Perhaps Mr bin Hammam sees himself as a ‘victim’, a previously innocent soul who has fallen in with that nasty FIFA crowd.

Not only has the process by which the FIFA World Cup is awarded become as transparent as a Bernie Madoff operation, but world football’s governing body is increasingly derided as a haven of corruption.

The question many football supporters will be asking is ‘how can this problem be tackled, ideally with the ferocity an angry Nemanja Vidic?’

The answer is that, in the short term at least, it cannot.

Barring a mass walk-out by at least 100 football associations from FIFA, the likelihood is that the governing body will roll off the ropes and continue in its unreformed, unrepentant state.

The reason the status quo will remain can be directly attributed to the enormous quantities of cash on offer to those corrupt individuals in positions of power at FIFA fortunate enough to determine where World Cups should be staged.

The Olympic movement found itself in a similar position just over a decade ago when some representatives of cities bidding to host an Olympic Games felt they must bribe officials in order to secure their precious vote.

Salt Lake City’s representatives overstepped the line (or perhaps they were just foolish enough to get caught) and the whole stinking process was exposed.

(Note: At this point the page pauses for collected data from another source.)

use payments_intake_gateway::config::{
    AppConfig, HealthStoreBackend, PaymentStoreBackend, ProcessorClientBackend,
};
use payments_intake_gateway::health::prober::HealthProber;
use payments_intake_gateway::health::store_memory::HealthStoreMemory;
use payments_intake_gateway::health::store_redis::HealthStoreRedis;
use payments_intake_gateway::health::{HealthStateStore, HealthTtls};
use payments_intake_gateway::processors::http::HttpProcessorClient;
use payments_intake_gateway::processors::mock::MockProcessorClient;
use payments_intake_gateway::processors::ProcessorClient;
use payments_intake_gateway::repo::payments_memory::PaymentsMemoryStore;
use payments_intake_gateway::repo::payments_repo::{PaymentStore, PgPaymentsRepo};
use payments_intake_gateway::router::selector::ProcessorSelector;
use payments_intake_gateway::service::dispatcher::{PaymentDispatcher, PaymentForwarder};
use payments_intake_gateway::AppState;
use sqlx::postgres::PgPoolOptions;
use std::sync::Arc;
use tracing_subscriber::EnvFilter;

#[tokio::main]
async fn main() -> anyhow::Result<()> {
    tracing_subscriber::fmt()
        .with_env_filter(EnvFilter::from_default_env())
        .init();

    let cfg = AppConfig::from_env();

    let payment_store: Arc<dyn PaymentStore> = match cfg.payment_store {
        PaymentStoreBackend::Postgres => {
            let pool = PgPoolOptions::new()
                .max_connections(cfg.db_max_connections)
                .connect(&cfg.database_url)
                .await?;
            sqlx::migrate!("./migrations").run(&pool).await?;
            Arc::new(PgPaymentsRepo { pool })
        }
        PaymentStoreBackend::Memory => Arc::new(PaymentsMemoryStore::new()),
    };

    let ttls = HealthTtls::from_interval(cfg.health_check_interval);
    let health_store: Arc<dyn HealthStateStore> = match cfg.health_store {
        HealthStoreBackend::Redis => Arc::new(HealthStoreRedis::new(&cfg.redis_url, ttls)?),
        HealthStoreBackend::Memory => Arc::new(HealthStoreMemory::new(ttls)),
    };

    let client: Arc<dyn ProcessorClient> = match cfg.processor_client {
        ProcessorClientBackend::Http => Arc::new(HttpProcessorClient::new(
            &cfg.default_processor_url,
            &cfg.fallback_processor_url,
            reqwest::Client::builder()
                .pool_max_idle_per_host(64)
                .build()?,
        )),
        ProcessorClientBackend::Mock => {
            tracing::warn!("PROCESSOR_CLIENT=mock, payments are not sent to any processor");
            Arc::new(MockProcessorClient::new())
        }
    };

    let prober = HealthProber::new(health_store.clone(), client.clone(), cfg.probe_timeout);
    let forwarder = PaymentForwarder {
        selector: ProcessorSelector::new(health_store.clone(), prober),
        client,
        health_store: health_store.clone(),
        payment_store: payment_store.clone(),
        forward_timeout: cfg.forward_timeout,
    };
    let (dispatcher, workers) = PaymentDispatcher::spawn(forwarder, cfg.dispatch_workers);

    let state = AppState {
        dispatcher,
        payment_store,
        health_store,
    };

    let app = payments_intake_gateway::http::routes::app(state);

    let listener = tokio::net::TcpListener::bind(&cfg.bind_addr).await?;
    tracing::info!(
        "listening on {} ({} dispatch workers, health interval {:?})",
        cfg.bind_addr,
        cfg.dispatch_workers,
        cfg.health_check_interval
    );
    axum::serve(listener, app)
        .with_graceful_shutdown(shutdown_signal())
        .await?;

    tracing::info!("draining dispatch queue");
    workers.join().await;
    Ok(())
}

async fn shutdown_signal() {
    if let Err(e) = tokio::signal::ctrl_c().await {
        tracing::error!("failed to listen for shutdown signal: {}", e);
        std::future::pending::<()>().await;
    }
}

Had it not been for a Utah television station, KTVX, running a story in November 1998 which revealed that the Salt Lake organising committee had been paying university and accommodation fees for the daughter of a late Cameroon member of the IOC, the probability is that the body would not have undergone wholesale reorganisation.

It’s worth recalling that Salt Lake’s systematic programme of vote enticement ran to little more than $3 million (the extent of educational scholarships for relatives of IOC members was worth around $500,000), but this is small beer with the amount of money at stake when the venue for the world’s leading football tournament, FIFA’s showpiece, is being voted upon.